U.S. natural gas reserves jumped 12% and oil reserves rose 11% in 2010, the “strongest combined annual growth” posted over the five-year period, according to a study by Ernst & Young LLP of domestic exploration and production (E&P) companies.
Ernst & Young’s 2010 U.S. E&P benchmark study, an annual compilation, reviewed the 50 largest publicly traded explorers based on end-of-year reserves disclosures filed with the Securities and Exchange Commission (SEC).
The U.S. E&P industry “recovered significantly from the economic downturn in 2008-2009, benefiting from new shale discoveries and technology advances, higher commodity prices and price stability,” the report said. “With strong revenue and net income gains in 2010, the companies examined invested heavily to develop supplies to meet expected demand growth from economic recovery.”
The companies profiled accounted for an estimated 71% of U.S. gas reserves and 93% of domestic oil reserves based on Jan. 1, 2011 reserves estimates. Activity by XTO Energy Inc., which was acquired last year by ExxonMobil Corp., is included.

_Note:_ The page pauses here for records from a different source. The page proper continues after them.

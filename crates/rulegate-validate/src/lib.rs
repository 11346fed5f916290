pub mod dispatch;
pub mod engine;
pub mod orchestrator;
pub mod parse;
pub mod prompt;
pub mod retry;
pub mod sources;

use std::sync::Arc;

pub use engine::{CompletionService, InvocationError, LlmCompletion};
pub use orchestrator::{Orchestrator, RequestError, RunError, RunState};
pub use sources::{Collaborators, ContentSource, Report, ReportError, ReportSink, RuleSource};

use rulegate_core::{Settings, ValidationRequest, ValidationResponse};

/// Build an orchestrator wired to the collaborators and model provider named
/// in `settings`. Unusable settings are rejected here, before any fetch.
pub fn orchestrator_from_settings(settings: &Settings) -> Result<Orchestrator, String> {
    settings.validate().map_err(|e| e.to_string())?;
    let collaborators = Collaborators::from_settings(settings).map_err(|e| e.to_string())?;
    let completion = LlmCompletion::new(settings)?;
    Ok(Orchestrator::new(settings, collaborators, Arc::new(completion)))
}

/// Validate one repository with the configured collaborators. Never fails:
/// configuration problems come back as a failed response.
pub async fn validate_repository(settings: &Settings, request: ValidationRequest) -> ValidationResponse {
    tracing::info!(
        repository = %request.repository_url,
        user = %request.user_name,
        "validation requested"
    );

    match orchestrator_from_settings(settings) {
        Ok(orchestrator) => {
            let response = orchestrator.run(request).await;
            orchestrator
                .flush_reports(std::time::Duration::from_secs(10))
                .await;
            response
        }
        Err(e) => {
            tracing::error!(error = %e, "validation is not configured");
            ValidationResponse::failed(format!("validation is not configured: {e}"))
        }
    }
}
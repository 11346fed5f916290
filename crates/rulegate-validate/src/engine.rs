use std::time::Duration;

use async_trait::async_trait;
use llm::builder::{LLMBackend, LLMBuilder};
use llm::chat::ChatMessage;
use llm::error::LLMError;
use thiserror::Error;

use rulegate_core::Settings;

use crate::prompt;

/// Why a completion call produced no text.
#[derive(Debug, Clone, Error, PartialEq, Eq)]
pub enum InvocationError {
    #[error("timed out after {0:?}")]
    Timeout(Duration),
    #[error("transient failure: {0}")]
    Transient(String),
    #[error("permanent failure: {0}")]
    Permanent(String),
}

impl InvocationError {
    /// Timeouts, throttling and transport errors are worth another attempt.
    pub fn is_transient(&self) -> bool {
        !matches!(self, InvocationError::Permanent(_))
    }
}

/// Given a prompt and a model identifier, return completion text or fail.
#[async_trait]
pub trait CompletionService: Send + Sync {
    async fn complete(&self, model: &str, prompt: &str) -> Result<String, InvocationError>;
}

fn map_backend(provider: &str) -> Result<LLMBackend, String> {
    match provider {
        "openai" => Ok(LLMBackend::OpenAI),
        "anthropic" => Ok(LLMBackend::Anthropic),
        "google" => Ok(LLMBackend::Google),
        "ollama" => Ok(LLMBackend::Ollama),
        "groq" => Ok(LLMBackend::Groq),
        "mistral" => Ok(LLMBackend::Mistral),
        "deepseek" => Ok(LLMBackend::DeepSeek),
        other => Err(format!("unknown provider: {other}")),
    }
}

fn classify(err: LLMError) -> InvocationError {
    let text = err.to_string();
    match err {
        LLMError::AuthError(_) | LLMError::InvalidRequest(_) => InvocationError::Permanent(text),
        _ => InvocationError::Transient(text),
    }
}

/// Completion service backed by the `llm` crate.
pub struct LlmCompletion {
    provider: String,
    api_key: String,
    region: String,
    max_tokens: u32,
}

impl LlmCompletion {
    pub fn new(settings: &Settings) -> Result<Self, String> {
        map_backend(&settings.provider)?;
        Ok(Self {
            provider: settings.provider.clone(),
            api_key: settings.api_key.clone(),
            region: settings.bedrock_region.clone(),
            max_tokens: 1024,
        })
    }
}

#[async_trait]
impl CompletionService for LlmCompletion {
    async fn complete(&self, model: &str, user_msg: &str) -> Result<String, InvocationError> {
        let backend = map_backend(&self.provider).map_err(InvocationError::Permanent)?;

        tracing::debug!(
            provider = %self.provider,
            model,
            region = %self.region,
            prompt_bytes = user_msg.len(),
            "invoking completion"
        );

        let mut builder = LLMBuilder::new()
            .backend(backend)
            .model(model)
            .max_tokens(self.max_tokens)
            .system(prompt::system_prompt());

        if !self.api_key.is_empty() {
            builder = builder.api_key(&self.api_key);
        }

        let llm = builder
            .build()
            .map_err(|e| InvocationError::Permanent(format!("build LLM: {e}")))?;

        let messages = vec![ChatMessage::user().content(user_msg).build()];

        let response = llm.chat(&messages).await.map_err(classify)?;

        match response.text() {
            Some(text) if !text.trim().is_empty() => Ok(text),
            Some(_) => Err(InvocationError::Transient("LLM returned empty text".to_string())),
            None => Err(InvocationError::Transient("LLM returned no text".to_string())),
        }
    }
}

In perhaps the least surprising of the findings, Ernst & Young researchers reported that “strong” shale development lifted U.S. gas reserves to 174.3 Tcf at the end of 2010. Ending oil reserves reached 17.8 billion bbl.
“Technological advances enabled increased shale oil and gas development and significant increases in reserve or production replacement rates,” said the authors. The gas production replacement rate from all sources — extensions and discoveries, improved recovery, revisions, purchases and sales of proved reserves — was 252% in 2010. The all-sources oil production replacement rate was 234%.
More important, they said, “production replacement rates, excluding purchases and sales, were also very strong in 2010 at 205% for oil, 249% for gas, and 232% on a combined boe basis.”
Reserve replacement costs on a total basis, including proved property acquisitions, jumped year/year to $15.26/boe from $12.78. Reserve replacement costs on a finding and development basis, excluding proved property acquisitions, increased to $17.84/boe from $13.01 a year earlier.
“Oil prices generally traded in the $70 to $80/bbl range for most of 2010,” said Marcela Donadio, the firm’s Americas oil and gas leader. “And while natural gas prices were weak, they were stable in 2010. This created a healthy environment for investing in finding reserves and the technology for producing them. Stability in price — in spite of an uncertain regulatory environment — made reserve replacement and growth possible.”
Total upstream spending in 2010, which included not only exploration and development spending but also acquisitions of proved and unproved properties, more than doubled to $177.9 billion from $72.8 billion in 2009.
E&P companies’ strong desire to acquire onshore property in the United States last year is told in the numbers: proved properties acquired increased year/year by 984% to $42.2 billion from $3.9 billion, while unproved properties acquired jumped 519% to $59.3 billion from $9.6 billion.
One transaction topped all others last year: ExxonMobil’s acquisition of XTO, which accounted for more than half (51%) of 2010’s proved property acquisition costs and 40% of unproved property acquisition costs.
Also significant were Apache Corp.’s acquisitions last year of Mariner Energy Inc., as well as properties from Devon Energy Corp. and BP plc. Notable purchases also were made by Denbury Resources Inc. and Chesapeake Energy Corp., the report said.
Capital spending in 2010 for exploration in the United States jumped 8%, while development spending increased 36%, “primarily due to shale development, both for gas and oil. On a combined basis, the increase in exploration and development spending was primarily driven by ExxonMobil, Chesapeake Energy and EOG Resources.” Only four of the companies analyzed reported decreases in their combined exploration and development spending.
“It is clear that oil and gas producers are accumulating and developing shale properties,” said Donadio. “Key to capitalizing on these prospects, in addition to consistently strong commodity prices, will be resolution of [hydraulic fracturing] concerns, which the industry is acting aggressively to address.”
Upstream revenues in total were up 19% from 2009 because of higher oil and gas prices. Upstream revenues averaged $43.82/boe in 2010 from $37.09 a year earlier. Production costs rose 10%, averaging $11.90/boe versus $10.91 in 2009. Lease operating expenses increased 5% in 2010 and production taxes jumped 27%.
The companies’ plowback percentage, which is total upstream spending as a percentage of netback (revenues less production costs), climbed to 170% in 2010, “the highest of the five-year period,” the authors noted. In 2006 the plowback percentage was up 121% “as a result of an increase of investment activity driven by a relatively high priced commodity environment.”